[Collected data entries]
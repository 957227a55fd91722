//! CLI parse: clap types for brush. No behavior beyond argument shaping.

use clap::{Parser, Subcommand, ValueEnum};
use std::ffi::OsString;
use std::path::PathBuf;

/// Brush - context-aware site management
#[derive(Parser, Debug)]
#[command(name = "brush")]
#[command(about = "Site management with layered, per-command configuration")]
pub struct Cli {
    #[command(subcommand)]
    pub command: Commands,

    /// Alias target (`@name`). A leading `@name` argument is accepted too.
    #[arg(long, global = true)]
    pub target: Option<String>,

    /// Explicit config file, or a directory holding brushrc.toml
    #[arg(long, global = true)]
    pub config: Option<PathBuf>,

    /// CMS root directory
    #[arg(long, short = 'r', global = true)]
    pub root: Option<PathBuf>,

    /// Site under <root>/sites/ (default: "default")
    #[arg(long, short = 'l', global = true)]
    pub uri: Option<String>,

    /// Additional alias search directory (repeatable)
    #[arg(long = "alias-path", global = true)]
    pub alias_paths: Vec<PathBuf>,

    /// Set an option for this invocation: KEY=VALUE, or KEY for true (repeatable)
    #[arg(long = "set", value_name = "KEY[=VALUE]", global = true)]
    pub overrides: Vec<String>,

    /// Machine-readable single-line output
    #[arg(long, global = true)]
    pub pipe: bool,

    /// Enable verbose logging
    #[arg(long, short = 'v', global = true)]
    pub verbose: bool,

    /// Disable logging
    #[arg(long, short = 'q', global = true)]
    pub quiet: bool,

    /// Log level (trace, debug, info, warn, error, off)
    #[arg(long, global = true)]
    pub log_level: Option<String>,

    /// Log format (json, text)
    #[arg(long, global = true)]
    pub log_format: Option<String>,
}

#[derive(Subcommand, Debug, Clone)]
pub enum Commands {
    /// Show which configuration sources were loaded
    Status {
        #[arg(long, value_enum, default_value_t = OutputFormat::Text)]
        format: OutputFormat,
    },
    /// Resolve one option and show where its value came from
    Option {
        /// Option name
        name: String,
        /// Resolve as if this command were running (default: "option")
        #[arg(long)]
        command: Option<String>,
        /// Value to report when no context defines the option
        #[arg(long)]
        default: Option<String>,
        /// List the value from every context, not only the winner
        #[arg(long)]
        all: bool,
        #[arg(long, value_enum, default_value_t = OutputFormat::Text)]
        format: OutputFormat,
    },
    /// Show the context stack in precedence order
    Contexts {
        #[arg(long, value_enum, default_value_t = OutputFormat::Text)]
        format: OutputFormat,
    },
}

impl Commands {
    /// Command name used for command-specific option lookup.
    pub fn name(&self) -> &'static str {
        match self {
            Commands::Status { .. } => "status",
            Commands::Option { .. } => "option",
            Commands::Contexts { .. } => "contexts",
        }
    }
}

#[derive(Debug, Clone, Copy, PartialEq, Eq, ValueEnum)]
pub enum OutputFormat {
    Text,
    Json,
}

/// Rewrite a leading `@alias` argument (the first one after the program
/// name) into `--target @alias` so clap can parse it as an ordinary flag.
/// `@` values later on the line are left alone.
pub fn rewrite_alias_target<I>(args: I) -> Vec<OsString>
where
    I: IntoIterator<Item = OsString>,
{
    let mut args: Vec<OsString> = args.into_iter().collect();
    let leading_alias = args
        .get(1)
        .and_then(|arg| arg.to_str())
        .map(|arg| arg.starts_with('@'))
        .unwrap_or(false);
    if leading_alias {
        args.insert(1, OsString::from("--target"));
    }
    args
}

▶ **WORK INSTRUCTION**
Scan the records for the word "this". Copy each line where it turns up.

▶ **SOLUTION TO THE PROBLEM**
    /// Set an option for this invocation: KEY=VALUE, or KEY for true (repeatable)
        /// Resolve as if this command were running (default: "option")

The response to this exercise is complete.